PROVIDED RECORDS »
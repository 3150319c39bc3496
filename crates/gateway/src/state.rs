use std::sync::Arc;

use ma_docstore::DocumentStore;
use ma_domain::config::Config;
use ma_providers::LlmProvider;
use ma_sessions::{ChatHistoryManager, SessionStateManager};
use ma_store::StateStore;

use crate::runtime::brain::BrainCache;
use crate::runtime::cancel::CancelMap;
use crate::runtime::presence::PresenceRegistry;
use crate::workers::WorkerSubmitter;

/// Shared application state passed to all API handlers and runtime tasks.
///
/// Fields are grouped by concern:
/// - **External adapters** — state store, document store, LLM provider,
///   worker client
/// - **Session & history** — session manager, history manager, Brain cache
/// - **Runtime** — presence registry, cancellation map
/// - **Security** — startup-hashed bearer tokens
#[derive(Clone)]
pub struct AppState {
    // ── External adapters ─────────────────────────────────────────────
    pub config: Arc<Config>,
    pub store: Arc<dyn StateStore>,
    pub docs: Arc<dyn DocumentStore>,
    pub llm: Arc<dyn LlmProvider>,
    pub workers: Arc<dyn WorkerSubmitter>,

    // ── Session & history ─────────────────────────────────────────────
    pub sessions: Arc<SessionStateManager>,
    pub history: Arc<ChatHistoryManager>,
    pub brains: Arc<BrainCache>,

    // ── Runtime ───────────────────────────────────────────────────────
    pub presence: Arc<PresenceRegistry>,
    pub cancel: Arc<CancelMap>,

    // ── Security (startup-computed) ───────────────────────────────────
    /// SHA-256 hash of the frontend bearer token. `None` = dev mode.
    pub api_token_hash: Option<Vec<u8>>,
    /// SHA-256 hash of the worker-callback bearer token. `None` = dev mode.
    pub callback_token_hash: Option<Vec<u8>>,
}
fn parse_sse(data: &str, state: &mut StreamState) -> Vec<Result<StreamEvent>> {
    let mut events = Vec::new();

    let v: Value = match serde_json::from_str(data) {
        Ok(v) => v,
        Err(e) => {
            events.push(Err(Error::Json(e)));
            return events;
        }
    };

    match v.get("type").and_then(|v| v.as_str()).unwrap_or("") {
        "message_start" => {
            if let Some(msg) = v.get("message") {
                state.usage = msg.get("usage").and_then(parse_usage);
            }
        }

        "content_block_start" => {
            let idx = v.get("index").and_then(|v| v.as_u64()).unwrap_or(0);
            if let Some(block) = v.get("content_block") {
                if block.get("type").and_then(|v| v.as_str()) == Some("tool_use") {
                    let call_id = block
                        .get("id")
                        .and_then(|v| v.as_str())
                        .unwrap_or("")
                        .to_string();
                    let name = block
                        .get("name")
                        .and_then(|v| v.as_str())
                        .unwrap_or("")
                        .to_string();
                    events.push(Ok(StreamEvent::ToolCallStarted {
                        call_id: call_id.clone(),
                        tool_name: name.clone(),
                    }));
                    state.active_tool_calls.insert(idx, (call_id, name, String::new()));
                }
            }
        }

        "content_block_delta" => {
            let idx = v.get("index").and_then(|v| v.as_u64()).unwrap_or(0);
            if let Some(delta) = v.get("delta") {
                match delta.get("type").and_then(|v| v.as_str()).unwrap_or("") {
                    "text_delta" => {
                        if let Some(text) = delta.get("text").and_then(|v| v.as_str()) {
                            if !text.is_empty() {
                                events.push(Ok(StreamEvent::Token { text: text.to_string() }));
                            }
                        }
                    }
                    "input_json_delta" => {
                        if let Some(partial) = delta.get("partial_json").and_then(|v| v.as_str()) {
                            if let Some(tc) = state.active_tool_calls.get_mut(&idx) {
                                tc.2.push_str(partial);
                                events.push(Ok(StreamEvent::ToolCallDelta {
                                    call_id: tc.0.clone(),
                                    delta: partial.to_string(),
                                }));
                            }
                        }
                    }
                    _ => {}
                }
            }
        }

        "content_block_stop" => {
            let idx = v.get("index").and_then(|v| v.as_u64()).unwrap_or(0);
            if let Some((call_id, tool_name, args_str)) = state.active_tool_calls.remove(&idx) {
                let arguments: Value =
                    serde_json::from_str(&args_str).unwrap_or(Value::Object(Default::default()));
                events.push(Ok(StreamEvent::ToolCallFinished {
                    call_id,
                    tool_name,
                    arguments,
                }));
            }
        }

        "message_delta" => {
            if let Some(output) = v
                .get("usage")
                .and_then(|u| u.get("output_tokens"))
                .and_then(|v| v.as_u64())
            {
                if let Some(u) = &mut state.usage {
                    u.completion_tokens = output as u32;
                    u.total_tokens = u.prompt_tokens + u.completion_tokens;
                }
            }
            let stop_reason = v
                .get("delta")
                .and_then(|d| d.get("stop_reason"))
                .and_then(|v| v.as_str())
                .map(normalize_stop_reason);
            if stop_reason.is_some() {
                state.done_emitted = true;
                events.push(Ok(StreamEvent::Done {
                    usage: state.usage.clone(),
                    finish_reason: stop_reason,
                }));
            }
        }

        "message_stop" => {
            if !state.done_emitted {
                state.done_emitted = true;
                events.push(Ok(StreamEvent::Done {
                    usage: state.usage.clone(),
                    finish_reason: Some("stop".into()),
                }));
            }
        }

        "error" => {
            let msg = v
                .get("error")
                .and_then(|e| e.get("message"))
                .and_then(|v| v.as_str())
                .unwrap_or("unknown error");
            events.push(Ok(StreamEvent::Error { message: msg.to_string() }));
        }

        // ping and future event types
        _ => {}
    }

    events
}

TO DO »
Report, using only a number, how many lines above hold the word "LlmProvider".

ANSWER »
2